Pharmacists complained and the Centers for Medicare and Medicaid Services listened. The agency has eased rules on short-cyle dispensing of Part D medications in long-term-care (LTC) facilities that had raised objections from consultant pharmacists, community pharmacists, long-term-care facilities, and other stakeholders.
Instead of 7-day fills, pharmacies and facilities will be dealing with 14-day fills. Implementation has been pushed back a year to January 1, 2013. And pharmacies no longer have to take back unused medications for credit and reuse or disposal.
What hasn't changed is the planning and coordination needed to implement the change.
Memoli is also a member of the Drug Topics editorial board.
Short-cycle fill is mandated as part of the Patient Protection and Affordable Care Act. The goal of shorter fill cycles is to reduce the likelihood of pharmaceutical waste resulting from unused drugs, noted LTC pharmacist Carol Sirianni, vice president, customer programs and solutions for pharmacy wholesaler AmerisourceBergen. With only minor exceptions, Part D fills for LTC residents must be for 14 days or fewer, starting January 1, 2013.
Pharmacies will also have to collect data on drugs not used by LTC residents and report the information to Part D plans. LTC facilities and pharmacies are free to use 9-day or shorter fill cycles and Part D plans are free to incentivize fill cycles shorter than 14 days.
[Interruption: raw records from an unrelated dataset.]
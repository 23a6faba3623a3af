/// Application Services
///
/// - `AuctionService`: write path (registrations, bids, purchases, comments)
/// - `BrowseService`: read path (search, item pages, user pages)

pub mod auction_service;
pub mod browse_service;

pub use auction_service::{AuctionService, ServiceError};
pub use browse_service::BrowseService;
The move from the current 30-day fill cycle will be complicated under the best of circumstances, Sirianni said. Pharmacies can expect more fills for the same number of patients. Pharmacies must also track unused medications and report the details to Part D plans. The combination could mean more staff, more automation, more pressure, and more communication with facilities. Pharmacies, consultant pharmacists, facilities, and Part D plans must all work out the roles that each will play in creating shorter fill cycles and operating the new systems efficiently and cost-effectively.
"Pharmacy and facility collaboration will be key to the successful implementation of this new program," Sirianni said. "You can expect major changes in order processing at the pharmacy and in order handling at the facility. Contracts will have to be renegotiated and fees and copays adjusted, which adds complications to the billing process. CMS proposes that dispensing fees reflect costs, which we think are likely to increase. There will be more transactions with short-cycle fills, more time and motion at both pharmacy and facility, and more work for everyone involved."
CMS projects that dispensing fees will double under a 14-day fill cycle. But in the final rule, the agency noted that it is not at all clear whether dispensing fees must or will increase in proportion to the number of fills dispensed per month.
"I don't see fees on the table," Memoli said. "Historically, any type of compensation from any government source never goes up, it only goes down. At the same time, most of the new investment required for technology and medication returns falls on pharmacy. The positive part is that everybody is talking, pharmacies, equipment manufacturers, facilities, professional organizations."
Facilities face similar problems, added Susan Stinson, RN, AmerisourceBergen vice president, professional services, and clinical practice lead. They will have more work with shorter fill cycles and no more staff to handle the load.
"Facilities are already stressed in their medication processes," she said. "The workload will increase 2 to 3 times. What needs to happen is for long-term-care facilities to standardize and streamline their processes to free up the additional time they are going to need. There are a lot of opportunities from the logistics standpoint. Facilities and pharmacies must work together in a collaborative process."